Things that are simple in virutally any programming language become exceedingly difficult in FQL.
Hey, I'm sorry to hear that you are having difficulties. What could be done to make it better?
I guess most of the issues are due to the declarative (functional?) design you chose for FQL and how it works.
For example, a real estate site I'm crawling has some data on each property with this HTML:
<ul class="props">
<li>
<div><span class="icon-wa50-sup"></span> m<sup>2</sup></div>
<div>215</div>
</li>
<li>
<div><span class="icon-wa50-bed"></span> Rooms</div>
<div>4</div>
</li>
<li>
<div><span class="icon-wa50-bath"></span> Bathrooms</div>
<div>3</div>
</li>
<li>
<div><span class="icon-wa50-parking"></span> Parking</div>
<div><i class="icon-wa50-check"></i></div>
</li>
</ul>
Not all the elements are always there on all the properties, so to know what I'm getting, I came up with this (some not-relevant code omitted):
LET property = {
URL: propertyUrl,
Title: TRIM(INNER_TEXT(propDoc, '.cardSlider > .body h1.titulo')),
Reference: SUBSTITUTE(TRIM(INNER_TEXT(propDoc, '.cardSlider > .body .ref')), 'Ref.', ''),
Description: TRIM(INNER_TEXT(propDoc, '.cardSlider > .body #descripcion_larga')),
Price: SUBSTITUTE(SUBSTITUTE(SUBSTITUTE(TRIM(INNER_TEXT(propDoc, '.cardSlider > .body .precio')), '€', ''), '.', ''), ',', '.'),
Currency: 'EUR',
AreaUnit: 'm2',
Images: images,
Type: 'buy'
}
LET propertyDataElements = ELEMENTS(propDoc, '.cardSlider > .body > .props:not(.props2) li')

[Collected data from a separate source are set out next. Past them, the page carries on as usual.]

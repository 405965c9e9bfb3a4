//! Router assembly.
//!
//! SYSTEM CONTEXT
//! ==============
//! This module binds the JSON API and stitches it with Leptos SSR rendering
//! under a single Axum router. Only the page router sits behind the edge
//! guard; API routes, health checks, and static assets bypass it.

pub mod auth;
pub mod erp;

use std::path::PathBuf;

use axum::Router;
use axum::http::StatusCode;
use axum::routing::{get, post};
use leptos::prelude::*;
use leptos_axum::{LeptosRoutes, generate_route_list};
use tower_http::services::ServeDir;
use tower_http::trace::TraceLayer;

use crate::guard::guard_pages;
use crate::state::AppState;

/// JSON API routes. Never guarded: they answer 401 instead of redirecting.
pub fn api_routes(state: AppState) -> Router {
    Router::new()
        .route("/api/auth/login", post(auth::login))
        .route("/api/auth/validate", get(auth::validate))
        .route("/api/auth/logout", post(auth::logout))
        .route("/api/erp/{*path}", get(erp::proxy))
        .route("/healthz", get(healthz))
        .with_state(state)
}

/// Leptos SSR frontend: API routes + guarded SSR pages + `/pkg` assets.
///
/// # Errors
///
/// Returns an error if the Leptos configuration cannot be loaded (missing or
/// malformed `Cargo.toml` `[package.metadata.leptos]` section).
pub fn leptos_app(state: AppState) -> Result<Router, String> {
    let conf = get_configuration(None).map_err(|e| format!("leptos configuration: {e}"))?;
    let leptos_options = conf.leptos_options;
    let routes = generate_route_list(client::app::App);

    // SSR sees the same route table as the guard.
    let table = state.routes.as_ref().clone();
    let pages = Router::new()
        .leptos_routes_with_context(
            &leptos_options,
            routes,
            move || provide_context(table.clone()),
            {
                let opts = leptos_options.clone();
                move || client::app::shell(opts.clone())
            },
        )
        .with_state(leptos_options.clone());

    let site_root_path = PathBuf::from(leptos_options.site_root.as_ref());

    Ok(api_routes(state.clone())
        .merge(guard_pages(pages, state.routes))
        .nest_service("/pkg", ServeDir::new(site_root_path.join("pkg")))
        .layer(TraceLayer::new_for_http()))
}

async fn healthz() -> StatusCode {
    StatusCode::OK
}
//! File-backed session targets for the CLI.
//!
//! DESIGN
//! ======
//! The CLI mirrors the browser layout: one file holds only the token (the
//! cookie's role), one holds the JSON session (the durable copy). Writes go
//! through a temp file and a rename so a crash never leaves a half-written
//! session behind.

#[cfg(test)]
#[path = "file_store_test.rs"]
mod file_store_test;

use std::io::ErrorKind;
use std::path::{Path, PathBuf};

use session::{SessionBackend, SessionStore, StorageError};

pub const TOKEN_FILE: &str = "session_token";
pub const SESSION_FILE: &str = "session.json";

#[derive(Clone, Debug)]
pub struct FileBackend {
    name: &'static str,
    path: PathBuf,
}

impl FileBackend {
    #[must_use]
    pub fn new(name: &'static str, path: PathBuf) -> Self {
        Self { name, path }
    }
}

fn io_error(path: &Path, err: &std::io::Error) -> StorageError {
    StorageError::Io(format!("{}: {err}", path.display()))
}

impl SessionBackend for FileBackend {
    fn name(&self) -> &'static str {
        self.name
    }

    fn read(&self) -> Result<Option<String>, StorageError> {
        match std::fs::read_to_string(&self.path) {
            Ok(raw) => Ok(Some(raw.trim().to_owned()).filter(|s| !s.is_empty())),
            Err(e) if e.kind() == ErrorKind::NotFound => Ok(None),
            Err(e) => Err(io_error(&self.path, &e)),
        }
    }

    fn write(&self, value: &str) -> Result<(), StorageError> {
        if let Some(parent) = self.path.parent() {
            std::fs::create_dir_all(parent).map_err(|e| io_error(parent, &e))?;
        }
        let tmp = self.path.with_extension("tmp");
        std::fs::write(&tmp, value).map_err(|e| io_error(&tmp, &e))?;
        std::fs::rename(&tmp, &self.path).map_err(|e| io_error(&self.path, &e))
    }

    fn remove(&self) -> Result<(), StorageError> {
        match std::fs::remove_file(&self.path) {
            Ok(()) => Ok(()),
            Err(e) if e.kind() == ErrorKind::NotFound => Ok(()),
            Err(e) => Err(io_error(&self.path, &e)),
        }
    }
}

/// Session store rooted at `dir`.
#[must_use]
pub fn session_store(dir: &Path) -> SessionStore {
    SessionStore::new(
        FileBackend::new("token_file", dir.join(TOKEN_FILE)),
        FileBackend::new("session_file", dir.join(SESSION_FILE)),
    )
}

LET propertyDataIndexes = (
FOR propData IN propertyDataElements
LET data = (
ELEMENT_EXISTS(propData, 'div:first-child span.icon-wa50-sup') ? 'Area' : (
ELEMENT_EXISTS(propData, 'div:first-child span.icon-wa50-bed') ? 'Bedrooms' : (
ELEMENT_EXISTS(propData, 'div:first-child span.icon-wa50-bath') ? 'Baths' : (
ELEMENT_EXISTS(propData, 'div:first-child span.icon-wa50-parking') ? 'Parking' : none
)
)
)
)
RETURN data
)
LET propertyDataValues = (
FOR propData IN propertyDataElements
LET data = (
ELEMENT_EXISTS(propData, 'div:first-child span.icon-wa50-sup') ? 'Area' : (
ELEMENT_EXISTS(propData, 'div:first-child span.icon-wa50-bed') ? 'Bedrooms' : (
ELEMENT_EXISTS(propData, 'div:first-child span.icon-wa50-bath') ? 'Baths' : (
ELEMENT_EXISTS(propData, 'div:first-child span.icon-wa50-parking') ? 'Parking' : none
)
)
)
)
RETURN (data == 'Parking' ? (ELEMENT(propData, 'div:nth-child(2) i.icon-wa50-check') ? '1' : none) : TRIM(INNER_TEXT(propData, 'div:nth-child(2)')))
)
RETURN MERGE(property, ZIP(propertyDataIndexes, propertyDataValues))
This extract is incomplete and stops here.